## [DATA SUPPLIED]
= = =

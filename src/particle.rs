//! Particle records: immutable layout data plus a live transform.
//!
//! A [`ParticleRecord`] never references a drawable object. The renderer maps
//! records to its own handles through the stable [`ParticleId`], and reads
//! the [`Transform`] once per frame after the engine tick.

use std::fmt;

use glam::{EulerRot, Mat4, Quat, Vec3};

use crate::photos::PhotoHandle;

/// Stable identifier of a particle within a [`ParticleRegistry`](crate::ParticleRegistry).
///
/// Ids are never reused, so a stale id held after removal simply fails to
/// resolve instead of aliasing a newer particle.
#[derive(Debug, Clone, Copy, PartialEq, Eq, Hash, PartialOrd, Ord)]
pub struct ParticleId(u32);

impl ParticleId {
    pub const fn new(raw: u32) -> Self {
        Self(raw)
    }

    #[inline]
    pub fn raw(self) -> u32 {
        self.0
    }
}

impl fmt::Display for ParticleId {
    fn fmt(&self, f: &mut fmt::Formatter<'_>) -> fmt::Result {
        write!(f, "#{}", self.0)
    }
}

/// What a particle depicts. Fixed at creation.
#[derive(Debug, Clone, Copy, PartialEq, Eq, Hash)]
pub enum ParticleKind {
    /// Green foliage box.
    Leaf,
    /// Gold gift box.
    Gift,
    /// Gold bauble.
    Ball,
    /// Red bauble.
    RedBall,
    /// Ambient snow/dust speck.
    Dust,
    /// User-uploaded photo frame.
    Photo,
}

impl ParticleKind {
    /// Number of kinds, for tables indexed by kind.
    pub const COUNT: usize = 6;

    /// Whether this kind fades in and out with the scene instead of persisting.
    #[inline]
    pub fn is_ambient(self) -> bool {
        matches!(self, ParticleKind::Dust)
    }
}

impl From<ParticleKind> for u32 {
    fn from(kind: ParticleKind) -> u32 {
        match kind {
            ParticleKind::Leaf => 0,
            ParticleKind::Gift => 1,
            ParticleKind::Ball => 2,
            ParticleKind::RedBall => 3,
            ParticleKind::Dust => 4,
            ParticleKind::Photo => 5,
        }
    }
}

/// Position, XYZ euler rotation and uniform scale of a particle.
#[derive(Debug, Clone, Copy, PartialEq)]
pub struct Transform {
    pub position: Vec3,
    /// Euler angles in radians, applied in XYZ order.
    pub rotation: Vec3,
    pub scale: f32,
}

impl Transform {
    pub fn at_origin(scale: f32) -> Self {
        Self {
            position: Vec3::ZERO,
            rotation: Vec3::ZERO,
            scale,
        }
    }

    /// Rotation as a quaternion.
    pub fn orientation(&self) -> Quat {
        Quat::from_euler(EulerRot::XYZ, self.rotation.x, self.rotation.y, self.rotation.z)
    }

    /// Model matrix for this transform, in the scene rig's local frame.
    pub fn matrix(&self) -> Mat4 {
        Mat4::from_scale_rotation_translation(Vec3::splat(self.scale), self.orientation(), self.position)
    }
}

/// Immutable layout attributes sampled once when a particle is spawned.
#[derive(Debug, Clone, Copy, PartialEq)]
pub struct ParticleLayout {
    /// Resting position in the assembled (tree) layout.
    pub home_primary: Vec3,
    /// Resting position in the dispersed (scattered) layout.
    pub home_secondary: Vec3,
    /// Angular velocity in radians per second, per axis.
    pub spin_rate: Vec3,
    pub base_scale: f32,
    /// Phase offset for the ambient pulse.
    pub phase: f32,
}

/// One particle of the scene.
///
/// Layout fields are private and exposed through getters so they cannot
/// change after construction. Only the engine writes [`ParticleRecord::live`].
#[derive(Debug, Clone)]
pub struct ParticleRecord {
    id: ParticleId,
    kind: ParticleKind,
    layout: ParticleLayout,
    payload: Option<PhotoHandle>,
    pub(crate) live: Transform,
}

impl ParticleRecord {
    pub(crate) fn new(id: ParticleId, kind: ParticleKind, layout: ParticleLayout, payload: Option<PhotoHandle>) -> Self {
        Self {
            id,
            kind,
            layout,
            payload,
            live: Transform::at_origin(layout.base_scale),
        }
    }

    #[inline]
    pub fn id(&self) -> ParticleId {
        self.id
    }

    #[inline]
    pub fn kind(&self) -> ParticleKind {
        self.kind
    }

    #[inline]
    pub fn is_ambient(&self) -> bool {
        self.kind.is_ambient()
    }

    #[inline]
    pub fn is_photo(&self) -> bool {
        self.kind == ParticleKind::Photo
    }

    #[inline]
    pub fn layout(&self) -> &ParticleLayout {
        &self.layout
    }

    #[inline]
    pub fn home_primary(&self) -> Vec3 {
        self.layout.home_primary
    }

    #[inline]
    pub fn home_secondary(&self) -> Vec3 {
        self.layout.home_secondary
    }

    #[inline]
    pub fn spin_rate(&self) -> Vec3 {
        self.layout.spin_rate
    }

    #[inline]
    pub fn base_scale(&self) -> f32 {
        self.layout.base_scale
    }

    #[inline]
    pub fn phase(&self) -> f32 {
        self.layout.phase
    }

    /// Opaque photo content handle, present only for PHOTO particles.
    #[inline]
    pub fn payload(&self) -> Option<PhotoHandle> {
        self.payload
    }

    /// The live transform as of the last engine tick.
    #[inline]
    pub fn live(&self) -> &Transform {
        &self.live
    }
}
//! Scene configuration: layout dimensions, gesture thresholds and easing rates.
//!
//! Every tunable of the choreography is a named constant with a matching
//! field on one of the config structs below. Configs can be assembled with
//! the `with_*` builder methods or loaded from JSON, where missing fields
//! fall back to the defaults.
//!
//! ```ignore
//! let config = SceneConfig::new()
//!     .with_decoration_count(800)
//!     .with_dust_count(0)
//!     .with_seed(7);
//! ```

use serde::{Deserialize, Serialize};

use crate::error::SceneError;
use crate::state::SceneOptions;

// ========== Layout ==========

pub const TREE_HEIGHT: f32 = 24.0;
pub const TREE_RADIUS: f32 = 8.0;
pub const DECORATION_COUNT: u32 = 1500;
pub const DUST_COUNT: u32 = 2000;

// ========== Gestures ==========

/// Thumb-to-index distance (normalized image units) below which a pinch fires.
pub const PINCH_THRESHOLD: f32 = 0.05;
/// Mean wrist-to-fingertip distance below which the hand reads as a fist.
pub const FIST_THRESHOLD: f32 = 0.25;
/// Mean wrist-to-fingertip distance above which the hand reads as open.
pub const OPEN_THRESHOLD: f32 = 0.40;
/// Two taps closer than this are a double tap.
pub const DOUBLE_TAP_WINDOW_MS: u64 = 300;

// ========== Choreography ==========

pub const POSITION_RATE: f32 = 2.0;
pub const FOCUS_POSITION_RATE: f32 = 5.0;
pub const SETTLE_RATE: f32 = 1.0;
/// Idle spin about the vertical axis, radians per second.
pub const IDLE_SPIN: f32 = 0.5;
pub const SCALE_RATE: f32 = 4.0;
/// Absolute scale of the focused particle.
pub const FOCUS_SCALE: f32 = 4.5;
pub const FOCUS_BACKGROUND_FACTOR: f32 = 0.8;
pub const DISPERSED_PHOTO_FACTOR: f32 = 2.5;
/// Angular frequency of the ambient pulse, radians per second.
pub const PULSE_FREQUENCY: f32 = 4.0;
/// Distance in front of the viewer where the focused particle is placed.
pub const FOCUS_DISTANCE: f32 = 20.0;

// ========== Rig ==========

pub const RIG_RATE: f32 = 2.5;
pub const AUTO_ROTATE_SPEED: f32 = 0.2;
/// Yaw reached at full horizontal hand deflection, as a fraction of pi.
pub const STEER_YAW: f32 = 0.6;
/// Pitch reached at full vertical hand deflection, as a fraction of pi.
pub const STEER_PITCH: f32 = 0.25;

/// Dimensions and population of the tree.
#[derive(Debug, Clone, Copy, PartialEq, Serialize, Deserialize)]
#[serde(default)]
pub struct TreeLayout {
    pub height: f32,
    /// Radius at the base of the cone.
    pub radius: f32,
    /// Leaves, gifts and baubles.
    pub decoration_count: u32,
    pub dust_count: u32,
}

impl Default for TreeLayout {
    fn default() -> Self {
        Self {
            height: TREE_HEIGHT,
            radius: TREE_RADIUS,
            decoration_count: DECORATION_COUNT,
            dust_count: DUST_COUNT,
        }
    }
}

/// Hand-gesture classification thresholds.
///
/// Openness values inside `[fist, open]` are a dead zone that leaves the
/// mode unchanged.
#[derive(Debug, Clone, Copy, PartialEq, Serialize, Deserialize)]
#[serde(default)]
pub struct GestureThresholds {
    pub pinch: f32,
    pub fist: f32,
    pub open: f32,
}

impl Default for GestureThresholds {
    fn default() -> Self {
        Self {
            pinch: PINCH_THRESHOLD,
            fist: FIST_THRESHOLD,
            open: OPEN_THRESHOLD,
        }
    }
}

/// Easing rates and scale factors used by the engine.
#[derive(Debug, Clone, Copy, PartialEq, Serialize, Deserialize)]
#[serde(default)]
pub struct ChoreographyParams {
    pub position_rate: f32,
    pub focus_position_rate: f32,
    pub settle_rate: f32,
    pub idle_spin: f32,
    pub scale_rate: f32,
    pub focus_scale: f32,
    pub focus_background_factor: f32,
    pub dispersed_photo_factor: f32,
    pub pulse_frequency: f32,
    pub focus_distance: f32,
}

impl Default for ChoreographyParams {
    fn default() -> Self {
        Self {
            position_rate: POSITION_RATE,
            focus_position_rate: FOCUS_POSITION_RATE,
            settle_rate: SETTLE_RATE,
            idle_spin: IDLE_SPIN,
            scale_rate: SCALE_RATE,
            focus_scale: FOCUS_SCALE,
            focus_background_factor: FOCUS_BACKGROUND_FACTOR,
            dispersed_photo_factor: DISPERSED_PHOTO_FACTOR,
            pulse_frequency: PULSE_FREQUENCY,
            focus_distance: FOCUS_DISTANCE,
        }
    }
}

/// Scene-rig rotation smoothing.
#[derive(Debug, Clone, Copy, PartialEq, Serialize, Deserialize)]
#[serde(default)]
pub struct RigParams {
    pub rate: f32,
    pub auto_rotate_speed: f32,
    pub steer_yaw: f32,
    pub steer_pitch: f32,
}

impl Default for RigParams {
    fn default() -> Self {
        Self {
            rate: RIG_RATE,
            auto_rotate_speed: AUTO_ROTATE_SPEED,
            steer_yaw: STEER_YAW,
            steer_pitch: STEER_PITCH,
        }
    }
}

/// Complete configuration of a [`Scene`](crate::Scene).
#[derive(Debug, Clone, PartialEq, Serialize, Deserialize)]
#[serde(default)]
pub struct SceneConfig {
    pub tree: TreeLayout,
    pub gestures: GestureThresholds,
    pub choreography: ChoreographyParams,
    pub rig: RigParams,
    pub options: SceneOptions,
    pub double_tap_window_ms: u64,
    /// Seed for placement and focus selection. `None` seeds from the clock.
    pub seed: Option<u64>,
}

impl Default for SceneConfig {
    fn default() -> Self {
        Self {
            tree: TreeLayout::default(),
            gestures: GestureThresholds::default(),
            choreography: ChoreographyParams::default(),
            rig: RigParams::default(),
            options: SceneOptions::default(),
            double_tap_window_ms: DOUBLE_TAP_WINDOW_MS,
            seed: None,
        }
    }
}

impl SceneConfig {
    pub fn new() -> Self {
        Self::default()
    }

    /// Parse a configuration from JSON. Absent fields take their defaults.
    pub fn from_json(json: &str) -> Result<Self, SceneError> {
        Ok(serde_json::from_str(json)?)
    }

    pub fn with_tree_size(mut self, height: f32, radius: f32) -> Self {
        self.tree.height = height;
        self.tree.radius = radius;
        self
    }

    pub fn with_decoration_count(mut self, count: u32) -> Self {
        self.tree.decoration_count = count;
        self
    }

    pub fn with_dust_count(mut self, count: u32) -> Self {
        self.tree.dust_count = count;
        self
    }

    pub fn with_gesture_thresholds(mut self, thresholds: GestureThresholds) -> Self {
        self.gestures = thresholds;
        self
    }

    pub fn with_choreography(mut self, params: ChoreographyParams) -> Self {
        self.choreography = params;
        self
    }

    pub fn with_rig(mut self, params: RigParams) -> Self {
        self.rig = params;
        self
    }

    pub fn with_options(mut self, options: SceneOptions) -> Self {
        self.options = options;
        self
    }

    pub fn with_double_tap_window_ms(mut self, window: u64) -> Self {
        self.double_tap_window_ms = window;
        self
    }

    /// Fix the random seed for reproducible layouts.
    pub fn with_seed(mut self, seed: u64) -> Self {
        self.seed = Some(seed);
        self
    }
}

= = =

## [TASK PROMPT]
Bring together each line above where the string "vertical" turns up.

## [EXPECTED ANSWER]
/// Idle spin about the vertical axis, radians per second.
/// Pitch reached at full vertical hand deflection, as a fraction of pi.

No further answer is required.